- Opening Delimiter -

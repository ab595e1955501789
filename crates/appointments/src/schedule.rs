//! Staff calendar conflicts.

use chrono::{DateTime, Utc};

use crate::appointment::Appointment;

/// Half-open interval overlap: `[a_start, a_end)` vs `[b_start, b_end)`.
pub fn overlaps(
    a_start: DateTime<Utc>,
    a_end: DateTime<Utc>,
    b_start: DateTime<Utc>,
    b_end: DateTime<Utc>,
) -> bool {
    a_start < b_end && b_start < a_end
}

/// First booked appointment in `existing` that double-books `candidate`'s
/// staff member. Unassigned or non-booked candidates never conflict; the
/// candidate itself (same id) is ignored so edits can be re-checked.
pub fn find_staff_conflict<'a>(
    candidate: &Appointment,
    existing: &'a [Appointment],
) -> Option<&'a Appointment> {
    let staff_id = candidate.staff_id?;
    if !candidate.is_booked() {
        return None;
    }
    existing.iter().find(|other| {
        other.id != candidate.id
            && other.owner_id == candidate.owner_id
            && other.staff_id == Some(staff_id)
            && other.is_booked()
            && overlaps(candidate.start_at, candidate.end_at, other.start_at, other.end_at)
    })
}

- Closing Delimiter -

▸ Directions:
Every entry must be output again exactly as it was given.

▸ Solution for this task:
repository ab595e1955501789
filename crates/appointments/src/schedule.rs
//! Staff calendar conflicts.

use chrono::{DateTime, Utc};

use crate::appointment::Appointment;

/// Half-open interval overlap: `[a_start, a_end)` vs `[b_start, b_end)`.
pub fn overlaps(
    a_start: DateTime<Utc>,
    a_end: DateTime<Utc>,
    b_start: DateTime<Utc>,
    b_end: DateTime<Utc>,
) -> bool {
    a_start < b_end && b_start < a_end
}

/// First booked appointment in `existing` that double-books `candidate`'s
/// staff member. Unassigned or non-booked candidates never conflict; the
/// candidate itself (same id) is ignored so edits can be re-checked.
pub fn find_staff_conflict<'a>(
    candidate: &Appointment,
    existing: &'a [Appointment],
) -> Option<&'a Appointment> {
    let staff_id = candidate.staff_id?;
    if !candidate.is_booked() {
        return None;
    }
    existing.iter().find(|other| {
        other.id != candidate.id
            && other.owner_id == candidate.owner_id
            && other.staff_id == Some(staff_id)
            && other.is_booked()
            && overlaps(candidate.start_at, candidate.end_at, other.start_at, other.end_at)
    })
}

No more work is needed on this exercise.